> **What to do**:
Count the lines in the records below that contain the word "read", and reply with only that number.

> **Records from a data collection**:

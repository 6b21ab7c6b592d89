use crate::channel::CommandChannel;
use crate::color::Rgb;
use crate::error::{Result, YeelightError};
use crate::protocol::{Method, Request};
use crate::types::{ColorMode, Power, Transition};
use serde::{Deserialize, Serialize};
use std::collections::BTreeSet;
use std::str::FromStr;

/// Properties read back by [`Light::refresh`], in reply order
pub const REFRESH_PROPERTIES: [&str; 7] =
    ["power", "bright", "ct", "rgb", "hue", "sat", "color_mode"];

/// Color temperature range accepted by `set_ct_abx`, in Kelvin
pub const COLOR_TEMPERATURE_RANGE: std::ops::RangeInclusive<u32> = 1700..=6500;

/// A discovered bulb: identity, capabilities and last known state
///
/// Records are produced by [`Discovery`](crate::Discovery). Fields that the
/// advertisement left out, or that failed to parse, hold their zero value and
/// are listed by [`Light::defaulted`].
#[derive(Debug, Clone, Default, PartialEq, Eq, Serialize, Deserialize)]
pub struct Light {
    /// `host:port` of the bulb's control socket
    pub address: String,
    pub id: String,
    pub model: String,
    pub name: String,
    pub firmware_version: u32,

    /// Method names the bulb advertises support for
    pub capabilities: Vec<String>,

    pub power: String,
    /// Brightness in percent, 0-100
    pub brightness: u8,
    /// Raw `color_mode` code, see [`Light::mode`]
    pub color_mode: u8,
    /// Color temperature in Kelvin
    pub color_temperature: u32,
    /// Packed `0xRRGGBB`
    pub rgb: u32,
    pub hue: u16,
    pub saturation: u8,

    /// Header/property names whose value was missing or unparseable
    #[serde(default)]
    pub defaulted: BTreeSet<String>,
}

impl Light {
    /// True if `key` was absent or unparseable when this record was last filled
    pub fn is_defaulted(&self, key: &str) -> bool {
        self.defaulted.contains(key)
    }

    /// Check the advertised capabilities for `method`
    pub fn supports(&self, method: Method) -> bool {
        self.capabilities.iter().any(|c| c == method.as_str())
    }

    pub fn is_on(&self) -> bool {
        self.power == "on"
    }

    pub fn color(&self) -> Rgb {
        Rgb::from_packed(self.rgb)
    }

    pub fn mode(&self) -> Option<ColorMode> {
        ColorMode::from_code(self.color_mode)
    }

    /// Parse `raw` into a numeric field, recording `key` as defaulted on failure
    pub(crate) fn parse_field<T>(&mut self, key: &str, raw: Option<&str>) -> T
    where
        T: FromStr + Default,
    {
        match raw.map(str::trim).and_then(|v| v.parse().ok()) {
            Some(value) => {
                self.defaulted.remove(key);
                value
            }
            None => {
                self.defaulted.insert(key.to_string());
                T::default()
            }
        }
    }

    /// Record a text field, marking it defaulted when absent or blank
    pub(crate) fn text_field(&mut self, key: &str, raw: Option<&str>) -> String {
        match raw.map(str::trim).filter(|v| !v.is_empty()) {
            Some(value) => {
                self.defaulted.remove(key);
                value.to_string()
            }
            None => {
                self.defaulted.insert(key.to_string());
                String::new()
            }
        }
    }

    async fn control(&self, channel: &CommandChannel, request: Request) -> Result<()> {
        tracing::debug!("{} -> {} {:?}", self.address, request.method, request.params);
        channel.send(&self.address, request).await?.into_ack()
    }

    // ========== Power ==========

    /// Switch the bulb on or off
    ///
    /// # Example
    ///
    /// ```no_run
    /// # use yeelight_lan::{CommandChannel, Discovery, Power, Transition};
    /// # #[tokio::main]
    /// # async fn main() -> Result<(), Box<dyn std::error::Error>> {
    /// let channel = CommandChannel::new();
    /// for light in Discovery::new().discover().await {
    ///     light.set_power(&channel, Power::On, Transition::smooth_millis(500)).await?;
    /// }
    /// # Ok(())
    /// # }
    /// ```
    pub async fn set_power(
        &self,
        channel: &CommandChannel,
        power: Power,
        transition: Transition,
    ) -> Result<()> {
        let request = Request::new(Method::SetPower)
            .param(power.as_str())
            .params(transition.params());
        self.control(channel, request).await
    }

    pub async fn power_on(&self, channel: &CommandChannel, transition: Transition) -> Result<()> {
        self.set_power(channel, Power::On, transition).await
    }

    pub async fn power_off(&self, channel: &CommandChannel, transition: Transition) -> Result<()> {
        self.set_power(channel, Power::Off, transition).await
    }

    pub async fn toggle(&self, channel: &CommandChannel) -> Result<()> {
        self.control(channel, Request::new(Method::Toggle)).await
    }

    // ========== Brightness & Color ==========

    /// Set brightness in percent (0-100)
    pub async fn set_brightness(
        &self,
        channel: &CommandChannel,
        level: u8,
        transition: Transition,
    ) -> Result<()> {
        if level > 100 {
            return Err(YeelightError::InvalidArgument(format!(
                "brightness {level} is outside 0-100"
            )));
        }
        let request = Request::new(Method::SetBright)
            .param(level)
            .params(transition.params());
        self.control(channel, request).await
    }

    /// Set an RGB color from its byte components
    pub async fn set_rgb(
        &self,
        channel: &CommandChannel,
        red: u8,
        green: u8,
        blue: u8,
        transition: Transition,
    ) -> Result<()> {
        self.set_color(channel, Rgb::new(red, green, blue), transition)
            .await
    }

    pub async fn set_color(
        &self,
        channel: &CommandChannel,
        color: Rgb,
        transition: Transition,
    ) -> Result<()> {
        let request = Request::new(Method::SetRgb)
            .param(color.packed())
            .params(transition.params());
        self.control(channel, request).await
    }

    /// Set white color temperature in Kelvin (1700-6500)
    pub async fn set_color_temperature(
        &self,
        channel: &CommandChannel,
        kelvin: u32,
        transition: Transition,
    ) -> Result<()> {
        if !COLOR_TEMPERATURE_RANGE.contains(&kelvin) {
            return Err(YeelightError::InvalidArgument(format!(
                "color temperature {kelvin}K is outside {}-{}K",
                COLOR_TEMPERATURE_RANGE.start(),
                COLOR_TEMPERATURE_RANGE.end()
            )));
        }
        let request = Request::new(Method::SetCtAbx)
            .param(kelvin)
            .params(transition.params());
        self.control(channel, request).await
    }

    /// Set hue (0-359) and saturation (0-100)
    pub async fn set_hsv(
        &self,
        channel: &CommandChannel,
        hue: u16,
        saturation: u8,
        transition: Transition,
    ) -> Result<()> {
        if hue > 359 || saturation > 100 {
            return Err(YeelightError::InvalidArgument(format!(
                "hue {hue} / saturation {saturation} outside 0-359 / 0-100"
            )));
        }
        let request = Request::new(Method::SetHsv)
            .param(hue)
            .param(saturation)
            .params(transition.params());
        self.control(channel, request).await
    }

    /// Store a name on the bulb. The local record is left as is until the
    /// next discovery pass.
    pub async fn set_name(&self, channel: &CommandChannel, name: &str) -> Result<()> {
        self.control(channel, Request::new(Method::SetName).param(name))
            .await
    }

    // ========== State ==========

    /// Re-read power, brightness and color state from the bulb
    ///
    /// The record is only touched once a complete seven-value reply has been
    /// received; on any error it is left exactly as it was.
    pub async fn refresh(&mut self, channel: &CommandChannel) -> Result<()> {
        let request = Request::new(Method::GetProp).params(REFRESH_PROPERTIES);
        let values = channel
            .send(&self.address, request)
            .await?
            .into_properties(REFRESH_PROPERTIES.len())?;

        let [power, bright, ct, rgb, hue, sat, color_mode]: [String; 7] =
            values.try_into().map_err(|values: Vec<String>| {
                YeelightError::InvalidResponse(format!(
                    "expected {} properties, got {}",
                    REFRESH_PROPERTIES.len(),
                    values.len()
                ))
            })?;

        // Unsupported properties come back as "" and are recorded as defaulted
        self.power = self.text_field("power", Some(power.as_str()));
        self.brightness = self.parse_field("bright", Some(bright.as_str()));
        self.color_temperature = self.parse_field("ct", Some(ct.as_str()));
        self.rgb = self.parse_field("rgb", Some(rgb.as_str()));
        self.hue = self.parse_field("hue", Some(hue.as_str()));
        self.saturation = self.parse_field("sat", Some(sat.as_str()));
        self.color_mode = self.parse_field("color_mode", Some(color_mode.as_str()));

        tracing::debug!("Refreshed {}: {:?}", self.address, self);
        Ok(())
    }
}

> **Solution for this problem**:
2